- _Work required_
Report every line in the listing below where the string "filter" shows up.

- _Dataset entries_

------------------------

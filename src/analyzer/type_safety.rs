//! Type-system escape hatches.
//!
//! Counts places where code opts out of static checking: explicit `any` in
//! TypeScript, checker suppression comments, lint disables and Rust `unsafe`.

use lazy_static::lazy_static;
use rayon::prelude::*;
use regex::Regex;
use serde::{Deserialize, Serialize};
use std::fmt;
use std::path::{Path, PathBuf};
use tracing::{debug, warn};

use super::{relative_path, Analyzer, AnalyzerData, ScanContext, TYPE_SAFETY};

lazy_static! {
    static ref EXPLICIT_ANY: Regex = Regex::new(r":\s*any\b|\bas\s+any\b|<any>").unwrap();
    static ref IGNORE_DIRECTIVE: Regex =
        Regex::new(r"@ts-ignore|@ts-expect-error|#\s*type:\s*ignore").unwrap();
    static ref NO_CHECK: Regex = Regex::new(r"@ts-nocheck").unwrap();
    static ref LINT_DISABLE: Regex =
        Regex::new(r"eslint-disable|#\[allow\(clippy::|noqa\b").unwrap();
    static ref UNSAFE: Regex = Regex::new(r"\bunsafe\s*(?:\{|fn\b|impl\b)").unwrap();
}

const TYPESCRIPT_EXTENSIONS: &[&str] = &["ts", "tsx", "vue", "svelte"];

#[derive(Debug, Clone, Copy, PartialEq, Eq, Hash, PartialOrd, Ord, Serialize, Deserialize)]
#[serde(rename_all = "kebab-case")]
pub enum EscapeKind {
    /// `: any`, `as any` or `<any>`
    ExplicitAny,
    /// `@ts-ignore`, `@ts-expect-error`, `# type: ignore`
    IgnoreDirective,
    /// `@ts-nocheck` disables checking for the whole file
    NoCheck,
    LintDisable,
    Unsafe,
}

impl EscapeKind {
    pub const ALL: [EscapeKind; 5] = [
        EscapeKind::ExplicitAny,
        EscapeKind::IgnoreDirective,
        EscapeKind::NoCheck,
        EscapeKind::LintDisable,
        EscapeKind::Unsafe,
    ];

    pub fn as_str(&self) -> &'static str {
        match self {
            EscapeKind::ExplicitAny => "explicit-any",
            EscapeKind::IgnoreDirective => "ignore-directive",
            EscapeKind::NoCheck => "no-check",
            EscapeKind::LintDisable => "lint-disable",
            EscapeKind::Unsafe => "unsafe",
        }
    }

    fn pattern(&self) -> &'static Regex {
        match self {
            EscapeKind::ExplicitAny => &EXPLICIT_ANY,
            EscapeKind::IgnoreDirective => &IGNORE_DIRECTIVE,
            EscapeKind::NoCheck => &NO_CHECK,
            EscapeKind::LintDisable => &LINT_DISABLE,
            EscapeKind::Unsafe => &UNSAFE,
        }
    }

    fn applies_to(&self, ext: &str) -> bool {
        match self {
            EscapeKind::ExplicitAny | EscapeKind::NoCheck => TYPESCRIPT_EXTENSIONS.contains(&ext),
            EscapeKind::Unsafe => ext == "rs",
            EscapeKind::IgnoreDirective | EscapeKind::LintDisable => true,
        }
    }
}

impl fmt::Display for EscapeKind {
    fn fmt(&self, f: &mut fmt::Formatter<'_>) -> fmt::Result {
        match self {
            EscapeKind::ExplicitAny => write!(f, "explicit any"),
            EscapeKind::IgnoreDirective => write!(f, "ignore directive"),
            EscapeKind::NoCheck => write!(f, "nocheck"),
            EscapeKind::LintDisable => write!(f, "lint disable"),
            EscapeKind::Unsafe => write!(f, "unsafe"),
        }
    }
}

#[derive(Debug, Clone, PartialEq, Eq, Serialize, Deserialize)]
#[serde(rename_all = "camelCase")]
pub struct EscapeFinding {
    pub kind: EscapeKind,
    pub path: String,
    /// 1-based
    pub line: usize,
}

/// Payload produced by the type-safety analyzer.
#[derive(Debug, Clone, Default, Serialize, Deserialize)]
#[serde(rename_all = "camelCase")]
pub struct TypeSafetyData {
    pub findings: Vec<EscapeFinding>,
    pub files_scanned: usize,
    pub total_lines: usize,
    #[serde(default)]
    pub skipped_files: Vec<String>,
}

impl TypeSafetyData {
    pub fn count(&self, kind: EscapeKind) -> usize {
        self.findings.iter().filter(|f| f.kind == kind).count()
    }

    /// Escapes per thousand lines scanned.
    pub fn escapes_per_kloc(&self) -> f64 {
        if self.total_lines == 0 {
            return 0.0;
        }
        self.findings.len() as f64 * 1000.0 / self.total_lines as f64
    }
}

/// Find escape hatches in one file's text.
pub fn scan_source(path: &str, ext: &str, source: &str) -> Vec<EscapeFinding> {
    let kinds: Vec<EscapeKind> = EscapeKind::ALL
        .into_iter()
        .filter(|k| k.applies_to(ext))
        .collect();

    let mut findings = Vec::new();
    for (idx, line) in source.lines().enumerate() {
        for kind in &kinds {
            for _ in kind.pattern().find_iter(line) {
                findings.push(EscapeFinding {
                    kind: *kind,
                    path: path.to_string(),
                    line: idx + 1,
                });
            }
        }
    }
    findings
}

fn scan_files(root: &Path, files: &[PathBuf]) -> TypeSafetyData {
    let scanned: Vec<Result<(Vec<EscapeFinding>, usize), String>> = files
        .par_iter()
        .map(|path| {
            let rel = relative_path(root, path).to_string_lossy().to_string();
            let ext = path.extension().and_then(|e| e.to_str()).unwrap_or("");
            match std::fs::read_to_string(path) {
                Ok(source) => Ok((scan_source(&rel, ext, &source), source.lines().count())),
                Err(e) => {
                    warn!("skipping unreadable file {}: {}", path.display(), e);
                    Err(rel)
                }
            }
        })
        .collect();

    let mut data = TypeSafetyData::default();
    for s in scanned {
        match s {
            Ok((findings, lines)) => {
                data.findings.extend(findings);
                data.files_scanned += 1;
                data.total_lines += lines;
            }
            Err(rel) => data.skipped_files.push(rel),
        }
    }
    data
}

pub struct TypeSafetyAnalyzer;

#[async_trait::async_trait]
impl Analyzer for TypeSafetyAnalyzer {
    fn name(&self) -> &'static str {
        TYPE_SAFETY
    }

    async fn analyze(&self, ctx: &ScanContext) -> anyhow::Result<AnalyzerData> {
        let root = ctx.project_path().to_path_buf();
        let files = ctx.source_files();

        let data = tokio::task::spawn_blocking(move || scan_files(&root, &files)).await?;
        if ctx.debug() {
            debug!(
                "{}: {} escapes in {} lines",
                ctx.project.name,
                data.findings.len(),
                data.total_lines
            );
        }

        Ok(AnalyzerData::TypeSafety(data))
    }
}

#[cfg(test)]
mod tests {
    use super::*;
    use crate::analyzer::testing::context_for;
    use crate::workspace::ProjectKind;
    use tempfile::TempDir;

    #[test]
    fn test_typescript_escapes() {
        let source = "\
// @ts-nocheck
const a: any = load();
const b = a as any;
// @ts-ignore
call(b);
/* eslint-disable no-console */
const company = 'anything';
";
        let findings = scan_source("src/a.ts", "ts", source);
        let kinds: Vec<_> = findings.iter().map(|f| (f.kind, f.line)).collect();
        assert_eq!(
            kinds,
            vec![
                (EscapeKind::NoCheck, 1),
                (EscapeKind::ExplicitAny, 2),
                (EscapeKind::ExplicitAny, 3),
                (EscapeKind::IgnoreDirective, 4),
                (EscapeKind::LintDisable, 6),
            ]
        );
    }

    #[test]
    fn test_language_specific_kinds() {
        // `any` only means something in TypeScript
        assert!(scan_source("a.py", "py", "def f(x: any): pass").is_empty());

        let rust = scan_source("lib.rs", "rs", "unsafe { ptr.read() }\nlet unsafe_count = 0;\n");
        assert_eq!(rust.len(), 1);
        assert_eq!(rust[0].kind, EscapeKind::Unsafe);

        let py = scan_source("a.py", "py", "x = f()  # type: ignore\n");
        assert_eq!(py[0].kind, EscapeKind::IgnoreDirective);
    }

    #[test]
    fn test_density() {
        let data = TypeSafetyData {
            findings: vec![
                EscapeFinding {
                    kind: EscapeKind::ExplicitAny,
                    path: "a.ts".to_string(),
                    line: 1,
                };
                3
            ],
            files_scanned: 1,
            total_lines: 600,
            skipped_files: vec![],
        };
        assert!((data.escapes_per_kloc() - 5.0).abs() < 1e-9);
        assert_eq!(data.count(EscapeKind::ExplicitAny), 3);
        assert_eq!(data.count(EscapeKind::Unsafe), 0);
        assert_eq!(TypeSafetyData::default().escapes_per_kloc(), 0.0);
    }

    #[tokio::test]
    async fn test_analyzer_scans_project() {
        let temp = TempDir::new().unwrap();
        std::fs::create_dir_all(temp.path().join("src")).unwrap();
        std::fs::write(temp.path().join("src/index.ts"), "export const x: any = 1;\nexport {};\n").unwrap();

        let ctx = context_for(temp.path(), ProjectKind::Library);
        let result = TypeSafetyAnalyzer.run(&ctx).await;
        let Some(AnalyzerData::TypeSafety(data)) = result.data else {
            panic!("expected type-safety payload");
        };
        assert_eq!(data.files_scanned, 1);
        assert_eq!(data.total_lines, 2);
        assert_eq!(data.findings.len(), 1);
        assert_eq!(data.findings[0].path, "src/index.ts");
    }
}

------------------------

- _Result below_
        self.findings.iter().filter(|f| f.kind == kind).count()
        .filter(|k| k.applies_to(ext))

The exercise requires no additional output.